An energy cycle using solar power and metals has been proposed. High repetitive laser pulses are generated by a solar-pumped laser or a laser generated using solar power, and the laser pulses are irradiated to metal oxides in liquid. We can obtain reduced metal nanoparticles with this method, and solar power is effectively stored as chemical energy. We succeeded in producing sintered Mg metal paste. The sintered Mg nanopaste reduced Mg nanoparticles from pure MgO or Mg(OH)2 powder, collected from used Mg air cells, by laser ablation in liquid using a high-repetitive ns pulse Nd:YAG laser. We also fabricated metal air fuel cells using sintered Mg plates as negative electrodes.
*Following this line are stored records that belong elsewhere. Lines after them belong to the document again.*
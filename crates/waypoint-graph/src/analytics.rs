// analytics.rs — Read-only introspection: graph statistics and
// per-goal explanations. Lock-protected queries, no mutation.

use chrono::{DateTime, Utc};
use serde::{Deserialize, Serialize};
use uuid::Uuid;

use crate::goal::GoalStatus;
use crate::graph::GoalGraph;

/// Aggregate statistics over the whole graph.
#[derive(Debug, Clone, Serialize, Deserialize)]
pub struct Analytics {
    pub total: usize,
    pub pending: usize,
    pub blocked: usize,
    pub active: usize,
    pub complete: usize,
    pub failed: usize,
    pub cancelled: usize,
    pub avg_priority: f64,
    pub avg_risk: f64,
    /// The goal the most other goals are blocked on, if any are.
    #[serde(default, skip_serializing_if = "Option::is_none")]
    pub bottleneck: Option<Bottleneck>,
}

/// The goal with the most dependents currently blocked on it.
#[derive(Debug, Clone, Serialize, Deserialize)]
pub struct Bottleneck {
    pub id: Uuid,
    pub description: String,
    pub dependents: usize,
}

/// Human-readable state of one goal plus the reasons it is where it is.
#[derive(Debug, Clone, Serialize, Deserialize)]
pub struct Explanation {
    pub id: Uuid,
    pub description: String,
    pub status: GoalStatus,
    pub priority: f64,
    pub progress: f64,
    pub blocked_by: Vec<Uuid>,
    #[serde(default, skip_serializing_if = "Option::is_none")]
    pub expiry: Option<DateTime<Utc>>,
    #[serde(default, skip_serializing_if = "Option::is_none")]
    pub owner: Option<String>,
    pub resources: Vec<String>,
    /// One line per contributing reason: blocked-by, expired, terminal.
    pub reasons: Vec<String>,
}

impl GoalGraph {
    /// Counts by status, averages, and the current bottleneck goal.
    pub fn analytics(&self) -> Analytics {
        let inner = self.lock();
        let total = inner.goals.len();
        let mut stats = Analytics {
            total,
            pending: 0,
            blocked: 0,
            active: 0,
            complete: 0,
            failed: 0,
            cancelled: 0,
            avg_priority: 0.0,
            avg_risk: 0.0,
            bottleneck: None,
        };

        let mut dependents: std::collections::HashMap<Uuid, usize> =
            std::collections::HashMap::new();
        for goal in inner.goals.values() {
            match goal.status {
                GoalStatus::Pending => stats.pending += 1,
                GoalStatus::Blocked => stats.blocked += 1,
                GoalStatus::Active => stats.active += 1,
                GoalStatus::Complete => stats.complete += 1,
                GoalStatus::Failed => stats.failed += 1,
                GoalStatus::Cancelled => stats.cancelled += 1,
            }
            stats.avg_priority += goal.priority;
            stats.avg_risk += goal.risk;
            for dep in &goal.blocked_by {
                *dependents.entry(*dep).or_insert(0) += 1;
            }
        }
        let denom = total.max(1) as f64;
        stats.avg_priority /= denom;
        stats.avg_risk /= denom;

        stats.bottleneck = dependents
            .into_iter()
            // Deterministic winner under ties.
            .max_by_key(|&(id, count)| (count, id))
            .and_then(|(id, count)| {
                inner.goals.get(&id).map(|g| Bottleneck {
                    id,
                    description: g.description.clone(),
                    dependents: count,
                })
            });
        stats
    }

    /// Explain one goal: current state plus the reasons behind it.
    /// Returns `None` for unknown ids.
    pub fn explain_goal(&self, id: Uuid) -> Option<Explanation> {
        let now = Utc::now();
        let inner = self.lock();
        let goal = inner.goals.get(&id)?;

        let mut reasons = Vec::new();
        if goal.is_blocked() {
            let ids: Vec<String> = goal.blocked_by.iter().map(|d| d.to_string()).collect();
            reasons.push(format!("blocked by: {}", ids.join(", ")));
        }
        if goal.is_expired(now) {
            // Guarded by is_expired, so the expiry is always present here.
            if let Some(expiry) = goal.expiry {
                reasons.push(format!("expired at {}", expiry.to_rfc3339()));
            }
        }
        match goal.status {
            GoalStatus::Complete => reasons.push("marked as complete".to_string()),
            GoalStatus::Failed => reasons.push("marked as failed".to_string()),
            GoalStatus::Cancelled => reasons.push("cancelled".to_string()),
            _ => {}
        }

        Some(Explanation {
            id: goal.id,
            description: goal.description.clone(),
            status: goal.status,
            priority: goal.priority,
            progress: goal.progress,
            blocked_by: goal.blocked_by.iter().copied().collect(),
            expiry: goal.expiry,
            owner: goal.owner.clone(),
            resources: goal.resources.clone(),
            reasons,
        })
    }
}
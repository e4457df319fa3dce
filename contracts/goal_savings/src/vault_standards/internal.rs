//! # Internal Vault Operations
//!
//! Accrual math, rounding-aware conversions and the two execution paths
//! (`internal_execute_deposit`, `internal_execute_withdrawal`) shared by
//! `deposit`/`mint` and `redeem`/`withdraw`.
//!
//! Every conversion takes the pool's total assets as an argument so a caller
//! can evaluate several conversions against one accrued snapshot.

use near_sdk::{env, json_types::U128, AccountId};

use super::core::U256;
use super::events::{VaultDeposit, VaultWithdraw};
use super::mul_div::{mul_div, to_u128, Rounding};
use crate::error::{SavingsError, SavingsResult};
use crate::port::AssetTransferPort;
use crate::vault::{
    ShareVault, BPS_DENOMINATOR, DEAD_SHARES, DEAD_SHARES_HOLDER, SECONDS_PER_YEAR,
};

/// Values restored if the outbound transfer of a withdrawal fails.
struct WithdrawalRollback {
    cached_total_assets: u128,
    last_accrual_time: u64,
    owner_shares: u128,
    allowance: Option<u128>,
}

impl ShareVault {
    /// Pool value at `now`: cached assets plus linear yield since the last accrual.
    ///
    /// Formula: cached + cached * rate_bps * elapsed / (SECONDS_PER_YEAR * 10_000)
    pub(crate) fn internal_total_assets(&self, now: u64) -> SavingsResult<u128> {
        let cached = self.cached_total_assets;
        let elapsed = now.saturating_sub(self.last_accrual_time);

        if cached == 0 || self.annual_yield_rate_bps == 0 || elapsed == 0 {
            return Ok(cached);
        }

        let accrued = to_u128(
            U256::from(cached) * U256::from(self.annual_yield_rate_bps) * U256::from(elapsed)
                / U256::from(SECONDS_PER_YEAR * BPS_DENOMINATOR),
        )?;

        cached
            .checked_add(accrued)
            .ok_or(SavingsError::ArithmeticOverflow)
    }

    /// Folds the yield earned up to `now` into `cached_total_assets`.
    pub(crate) fn internal_accrue(&mut self, now: u64) -> SavingsResult<u128> {
        let total_assets = self.internal_total_assets(now)?;
        self.cached_total_assets = total_assets;
        self.last_accrual_time = self.last_accrual_time.max(now);
        Ok(total_assets)
    }

    /// Converts assets to shares against `total_assets`.
    ///
    /// 1:1 while the vault has no supply or no assets.
    pub(crate) fn internal_convert_to_shares(
        &self,
        assets: u128,
        total_assets: u128,
        rounding: Rounding,
    ) -> SavingsResult<u128> {
        if self.total_share_supply == 0 || total_assets == 0 {
            return Ok(assets);
        }

        mul_div(assets, self.total_share_supply, total_assets, rounding)
    }

    /// Converts shares to assets against `total_assets`.
    ///
    /// 1:1 while the vault has no supply.
    pub(crate) fn internal_convert_to_assets(
        &self,
        shares: u128,
        total_assets: u128,
        rounding: Rounding,
    ) -> SavingsResult<u128> {
        if self.total_share_supply == 0 {
            return Ok(shares);
        }

        mul_div(shares, total_assets, self.total_share_supply, rounding)
    }

    /// Splits a deposit into (seed shares, receiver shares).
    ///
    /// On a vault that has not been seeded yet, `DEAD_SHARES` of the deposit
    /// back the dead shares 1:1 and the rest is minted 1:1 to the receiver.
    pub(crate) fn internal_deposit_split(
        &self,
        assets: u128,
        total_assets: u128,
    ) -> SavingsResult<(u128, u128)> {
        if !self.dead_shares_minted {
            if assets < DEAD_SHARES {
                return Err(SavingsError::FirstDepositBelowFloor);
            }
            return Ok((DEAD_SHARES, assets - DEAD_SHARES));
        }

        let shares = self.internal_convert_to_shares(assets, total_assets, Rounding::Down)?;
        if shares == 0 {
            return Err(SavingsError::ZeroSharesOrAssetsResult);
        }
        Ok((0, shares))
    }

    pub(crate) fn internal_mint_shares(
        &mut self,
        account_id: &AccountId,
        shares: u128,
    ) -> SavingsResult<()> {
        let balance = self
            .share_balance(account_id)
            .checked_add(shares)
            .ok_or(SavingsError::ArithmeticOverflow)?;
        self.total_share_supply = self
            .total_share_supply
            .checked_add(shares)
            .ok_or(SavingsError::ArithmeticOverflow)?;
        self.holder_share_balance.insert(account_id.clone(), balance);
        Ok(())
    }

    pub(crate) fn internal_burn_shares(
        &mut self,
        account_id: &AccountId,
        shares: u128,
    ) -> SavingsResult<()> {
        let balance = self
            .share_balance(account_id)
            .checked_sub(shares)
            .ok_or(SavingsError::InsufficientBalance)?;
        self.total_share_supply = self
            .total_share_supply
            .checked_sub(shares)
            .ok_or(SavingsError::ArithmeticOverflow)?;
        if balance == 0 {
            self.holder_share_balance.remove(account_id);
        } else {
            self.holder_share_balance.insert(account_id.clone(), balance);
        }
        Ok(())
    }

    /// Pulls `assets` from `caller`, then mints the seed and receiver shares.
    ///
    /// Nothing is written unless the pull succeeds.
    #[allow(clippy::too_many_arguments)]
    pub(crate) fn internal_execute_deposit<P: AssetTransferPort>(
        &mut self,
        caller: &AccountId,
        receiver: &AccountId,
        assets: u128,
        seed_shares: u128,
        shares: u128,
        now: u64,
        port: &mut P,
    ) -> SavingsResult<()> {
        let total_assets = self.internal_total_assets(now)?;
        let new_total_assets = total_assets
            .checked_add(assets)
            .ok_or(SavingsError::ArithmeticOverflow)?;
        self.total_share_supply
            .checked_add(seed_shares)
            .and_then(|supply| supply.checked_add(shares))
            .ok_or(SavingsError::ArithmeticOverflow)?;

        port.pull(&self.vault_id, caller, assets)?;

        self.internal_accrue(now)?;
        if seed_shares > 0 {
            let dead = DEAD_SHARES_HOLDER.to_owned();
            self.internal_mint_shares(&dead, seed_shares)?;
            self.dead_shares_minted = true;
            env::log_str(&format!(
                "seeded_vault holder={} shares={}",
                dead, seed_shares
            ));
        }
        if shares > 0 {
            self.internal_mint_shares(receiver, shares)?;
        }
        self.cached_total_assets = new_total_assets;

        VaultDeposit {
            sender_id: caller,
            owner_id: receiver,
            assets: U128(assets),
            shares: U128(shares),
        }
        .emit();

        Ok(())
    }

    /// Executes a withdrawal following the CEI (Checks-Effects-Interactions) pattern.
    ///
    /// 1. **Checks**: Validates balance and allowance
    /// 2. **Effects**: Accrues, burns shares and reduces cached assets
    /// 3. **Interactions**: Pushes assets through the port
    ///
    /// A failed push restores every effect before the error is returned.
    #[allow(clippy::too_many_arguments)]
    pub(crate) fn internal_execute_withdrawal<P: AssetTransferPort>(
        &mut self,
        caller: &AccountId,
        owner: &AccountId,
        receiver: &AccountId,
        shares: u128,
        assets: u128,
        now: u64,
        port: &mut P,
    ) -> SavingsResult<()> {
        // Checks
        let owner_shares = self.share_balance(owner);
        if owner_shares < shares {
            return Err(SavingsError::InsufficientBalance);
        }
        let allowance = if caller != owner {
            let allowance = self.share_allowance(owner, caller);
            if allowance < shares {
                return Err(SavingsError::InsufficientAllowance);
            }
            Some(allowance)
        } else {
            None
        };
        let total_assets = self.internal_total_assets(now)?;
        let remaining_assets = total_assets
            .checked_sub(assets)
            .ok_or(SavingsError::InsufficientBalance)?;

        let rollback = WithdrawalRollback {
            cached_total_assets: self.cached_total_assets,
            last_accrual_time: self.last_accrual_time,
            owner_shares,
            allowance,
        };

        // Effects
        self.internal_accrue(now)?;
        self.internal_burn_shares(owner, shares)?;
        self.cached_total_assets = remaining_assets;
        if let Some(allowance) = allowance {
            self.set_share_allowance(owner, caller, allowance - shares);
        }

        // Interactions
        if let Err(err) = port.push(&self.vault_id, receiver, assets) {
            self.internal_rollback_withdrawal(caller, owner, shares, rollback);
            env::log_str(&format!(
                "withdrawal_rolled_back owner={} shares={} reason={}",
                owner, shares, err
            ));
            return Err(err);
        }

        VaultWithdraw {
            owner_id: owner,
            receiver_id: receiver,
            shares: U128(shares),
            assets: U128(assets),
        }
        .emit();

        Ok(())
    }

    fn internal_rollback_withdrawal(
        &mut self,
        caller: &AccountId,
        owner: &AccountId,
        shares: u128,
        rollback: WithdrawalRollback,
    ) {
        self.cached_total_assets = rollback.cached_total_assets;
        self.last_accrual_time = rollback.last_accrual_time;
        self.total_share_supply += shares;
        self.holder_share_balance
            .insert(owner.clone(), rollback.owner_shares);
        if let Some(allowance) = rollback.allowance {
            self.set_share_allowance(owner, caller, allowance);
        }
    }
}
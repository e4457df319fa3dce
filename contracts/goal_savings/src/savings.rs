//! # Savings Entry Points
//!
//! Connects the NEP-141 asset to the engine:
//!
//! - `ft_on_transfer` credits the asset book and routes the transfer by `msg`
//! - `withdraw` closes the caller's goal deposit and schedules payouts
//! - `claim` retries a payout whose `ft_transfer` failed
//!
//! Every payout debits the asset book before the `ft_transfer` is issued;
//! `resolve_payout` credits it back if the transfer fails.

use near_contract_standards::fungible_token::core::ext_ft_core;
use near_contract_standards::fungible_token::receiver::FungibleTokenReceiver;
use near_sdk::serde::{Deserialize, Serialize};
use near_sdk::{
    env, ext_contract,
    json_types::{U128, U64},
    near, require, AccountId, Gas, NearToken, Promise, PromiseOrValue, PromiseResult,
};
use schemars::JsonSchema;

use crate::error::{OrPanic, SavingsError};
use crate::ledger::{UserInfo, WithdrawalPreview};
use crate::port::AssetTransferPort;
use crate::vault::DEAD_SHARES;
use crate::vault_standards::VaultCore;
use crate::{now_secs, Contract, ContractExt};

/// Gas allocation for the payout `ft_transfer`.
const GAS_FOR_FT_TRANSFER: Gas = Gas::from_tgas(30);

/// Gas allocation for the `resolve_payout` callback.
const GAS_FOR_RESOLVE_PAYOUT: Gas = Gas::from_tgas(10);

/// External contract interface for callback methods.
#[allow(dead_code)]
#[ext_contract(ext_self)]
trait ExtContract {
    fn resolve_payout(&mut self, receiver_id: AccountId, amount: U128) -> U128;
}

#[derive(Deserialize)]
#[serde(crate = "near_sdk::serde")]
#[serde(rename_all = "snake_case")]
pub enum FtTransferAction {
    /// Opens a goal deposit for the sender.
    Deposit(DepositMessage),
    /// Owner only. Locks the dead-share floor; any excess funds the yield reserve.
    SeedVault {},
    /// Adds to the vault's holdings that back accrued yield. Mints no shares.
    FundYield {},
}

#[derive(Deserialize)]
#[serde(crate = "near_sdk::serde")]
pub struct DepositMessage {
    /// Seconds since the Unix epoch.
    pub goal_date: U64,
}

/// Position summary returned by `get_user_info`. Amounts are decimal strings.
#[derive(Serialize, JsonSchema, Clone, Debug, PartialEq)]
#[serde(crate = "near_sdk::serde")]
pub struct UserInfoView {
    pub principal: String,
    pub current_value: String,
    #[serde(rename = "yield")]
    pub yield_amount: String,
    /// Seconds since the Unix epoch.
    pub goal_date: String,
    pub is_early: bool,
    pub potential_penalty: String,
}

impl From<UserInfo> for UserInfoView {
    fn from(value: UserInfo) -> Self {
        UserInfoView {
            principal: value.principal.to_string(),
            current_value: value.current_value.to_string(),
            yield_amount: value.yield_amount.to_string(),
            goal_date: value.goal_date.to_string(),
            is_early: value.is_early,
            potential_penalty: value.potential_penalty.to_string(),
        }
    }
}

#[derive(Serialize, JsonSchema, Clone, Debug, PartialEq)]
#[serde(crate = "near_sdk::serde")]
pub struct WithdrawalPreviewView {
    pub user_will_receive: String,
    pub penalty_amount: String,
}

impl From<WithdrawalPreview> for WithdrawalPreviewView {
    fn from(value: WithdrawalPreview) -> Self {
        WithdrawalPreviewView {
            user_will_receive: value.user_will_receive.to_string(),
            penalty_amount: value.penalty_amount.to_string(),
        }
    }
}

impl Contract {
    fn handle_deposit(
        &mut self,
        sender_id: AccountId,
        amount: U128,
        msg: DepositMessage,
    ) -> PromiseOrValue<U128> {
        let now = now_secs();

        self.book.credit(&sender_id, amount.0).or_panic();
        self.book
            .approve(&sender_id, &self.ledger.ledger_id, amount.0)
            .or_panic();
        let shares = self
            .ledger
            .deposit(
                &sender_id,
                amount.0,
                msg.goal_date.0,
                now,
                &mut self.vault,
                &mut self.book,
            )
            .or_panic();

        env::log_str(&format!(
            "goal_deposit account={} amount={} shares={} goal_date={}",
            sender_id, amount.0, shares, msg.goal_date.0
        ));

        PromiseOrValue::Value(U128(0))
    }

    fn handle_seed(&mut self, sender_id: AccountId, amount: U128) -> PromiseOrValue<U128> {
        require!(
            sender_id == self.ledger.owner_id,
            SavingsError::Unauthorized.as_ref()
        );
        require!(!self.vault.dead_shares_minted, "Vault is already seeded");
        require!(
            amount.0 >= DEAD_SHARES,
            SavingsError::FirstDepositBelowFloor.as_ref()
        );

        let now = now_secs();
        let vault_id = self.vault.vault_id.clone();

        self.book.credit(&sender_id, amount.0).or_panic();
        self.book
            .approve(&sender_id, &vault_id, DEAD_SHARES)
            .or_panic();
        self.vault
            .deposit(&sender_id, DEAD_SHARES, &sender_id, now, &mut self.book)
            .or_panic();

        let reserve = amount.0 - DEAD_SHARES;
        if reserve > 0 {
            self.book.push(&sender_id, &vault_id, reserve).or_panic();
        }

        env::log_str(&format!(
            "vault_seeded owner={} floor={} reserve={}",
            sender_id, DEAD_SHARES, reserve
        ));

        PromiseOrValue::Value(U128(0))
    }

    fn handle_fund_yield(&mut self, sender_id: AccountId, amount: U128) -> PromiseOrValue<U128> {
        require!(amount.0 > 0, SavingsError::InvalidAmount.as_ref());

        let vault_id = self.vault.vault_id.clone();
        self.book.credit(&vault_id, amount.0).or_panic();

        env::log_str(&format!(
            "yield_reserve_funded sender={} amount={} vault_balance={}",
            sender_id,
            amount.0,
            self.book.balance_of(&vault_id)
        ));

        PromiseOrValue::Value(U128(0))
    }

    /// Sends `account_id`'s whole asset book balance out with `ft_transfer`.
    ///
    /// Returns `None` when there is nothing to pay.
    fn internal_payout(&mut self, account_id: &AccountId) -> Option<Promise> {
        let amount = self.book.balance_of(account_id);
        if amount == 0 {
            return None;
        }
        self.book.debit(account_id, amount).or_panic();

        let promise = ext_ft_core::ext(self.asset.clone())
            .with_attached_deposit(NearToken::from_yoctonear(1))
            .with_static_gas(GAS_FOR_FT_TRANSFER)
            .ft_transfer(
                account_id.clone(),
                U128(amount),
                Some("Goal savings payout".to_string()),
            )
            .then(
                ext_self::ext(env::current_account_id())
                    .with_static_gas(GAS_FOR_RESOLVE_PAYOUT)
                    .resolve_payout(account_id.clone(), U128(amount)),
            );

        Some(promise)
    }
}

#[near]
impl Contract {
    /// Closes the caller's goal deposit.
    ///
    /// Early withdrawals with a positive yield pay half of the yield to the
    /// treasury. Both payouts are `ft_transfer`s of the asset.
    ///
    /// # Returns
    ///
    /// The amount paid to the caller.
    #[handle_result]
    pub fn withdraw(&mut self) -> Result<U128, SavingsError> {
        self.require_not_paused();
        let account_id = env::predecessor_account_id();

        let receipt =
            self.ledger
                .withdraw(&account_id, now_secs(), &mut self.vault, &mut self.book)?;

        // Dropping a `Promise` still schedules it; neither payout is the return value.
        if receipt.penalty > 0 {
            let treasury_id = self.ledger.treasury_id.clone();
            let _ = self.internal_payout(&treasury_id);
        }
        let _ = self.internal_payout(&account_id);

        Ok(U128(receipt.total_received))
    }

    /// Pays out any asset balance the caller still holds in the book, such as
    /// a payout whose `ft_transfer` failed.
    pub fn claim(&mut self) -> PromiseOrValue<U128> {
        let account_id = env::predecessor_account_id();
        require!(
            !self.ledger.is_custody_account(&account_id),
            "Custody accounts cannot claim"
        );

        match self.internal_payout(&account_id) {
            Some(promise) => PromiseOrValue::Promise(promise),
            None => PromiseOrValue::Value(U128(0)),
        }
    }

    /// Credits a failed payout back to the receiver's book balance.
    ///
    /// # Returns
    ///
    /// The amount delivered, 0 if the transfer failed.
    #[private]
    pub fn resolve_payout(&mut self, receiver_id: AccountId, amount: U128) -> U128 {
        match env::promise_result(0) {
            PromiseResult::Successful(_) => amount,
            _ => {
                self.book.credit(&receiver_id, amount.0).or_panic();
                env::log_str(&format!(
                    "payout_failed receiver={} amount={} credited_back=true",
                    receiver_id, amount.0
                ));
                U128(0)
            }
        }
    }

    // ==================== View Methods ====================

    pub fn get_user_info(&self, account_id: AccountId) -> UserInfoView {
        self.ledger
            .user_info(&account_id, now_secs(), &self.vault)
            .or_panic()
            .into()
    }

    pub fn preview_withdrawal(&self, account_id: AccountId) -> WithdrawalPreviewView {
        self.ledger
            .preview_withdrawal(&account_id, now_secs(), &self.vault)
            .or_panic()
            .into()
    }

    pub fn total_assets(&self) -> U128 {
        U128(self.vault.total_assets(now_secs()).or_panic())
    }

    pub fn total_share_supply(&self) -> U128 {
        U128(self.vault.total_share_supply())
    }

    pub fn convert_to_shares(&self, assets: U128) -> U128 {
        U128(self.vault.convert_to_shares(assets.0, now_secs()).or_panic())
    }

    pub fn convert_to_assets(&self, shares: U128) -> U128 {
        U128(self.vault.convert_to_assets(shares.0, now_secs()).or_panic())
    }

    pub fn preview_deposit(&self, assets: U128) -> U128 {
        U128(self.vault.preview_deposit(assets.0, now_secs()).or_panic())
    }

    pub fn preview_mint(&self, shares: U128) -> U128 {
        U128(self.vault.preview_mint(shares.0, now_secs()).or_panic())
    }

    pub fn preview_withdraw(&self, assets: U128) -> U128 {
        U128(self.vault.preview_withdraw(assets.0, now_secs()).or_panic())
    }

    pub fn preview_redeem(&self, shares: U128) -> U128 {
        U128(self.vault.preview_redeem(shares.0, now_secs()).or_panic())
    }

    pub fn share_balance_of(&self, account_id: AccountId) -> U128 {
        U128(self.vault.share_balance_of(&account_id))
    }

    /// Asset held for `account_id` in the contract's book.
    pub fn asset_balance_of(&self, account_id: AccountId) -> U128 {
        U128(self.book.balance_of(&account_id))
    }
}

#[near]
impl FungibleTokenReceiver for Contract {
    fn ft_on_transfer(
        &mut self,
        sender_id: AccountId,
        amount: U128,
        msg: String,
    ) -> PromiseOrValue<U128> {
        assert_eq!(
            env::predecessor_account_id(),
            self.asset.clone(),
            "Only the underlying asset can call ft_on_transfer"
        );
        self.require_not_paused();

        let action = serde_json::from_str::<FtTransferAction>(&msg)
            .unwrap_or_else(|_| env::panic_str("Invalid ft_on_transfer message"));

        match action {
            FtTransferAction::Deposit(deposit) => self.handle_deposit(sender_id, amount, deposit),
            FtTransferAction::SeedVault {} => self.handle_seed(sender_id, amount),
            FtTransferAction::FundYield {} => self.handle_fund_yield(sender_id, amount),
        }
    }
}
Electricity was successfully produced from these cells. A light-emitting diode and a motor were connected to the Mg paste air fuel cells and the output voltage and current of the cells were measured. The observed output voltage was 1.4 V when they were connected to a low load, which is the same as conventional Mg air cells. Metal oxides were reduced with high efficiency and at a noticeably low cost by using lasers generated from solar energy. This makes it possible to recycle Mg plates. The new recyclable Mg paste air fuel cells are expected to become common power supplies with high-energy density and high output power.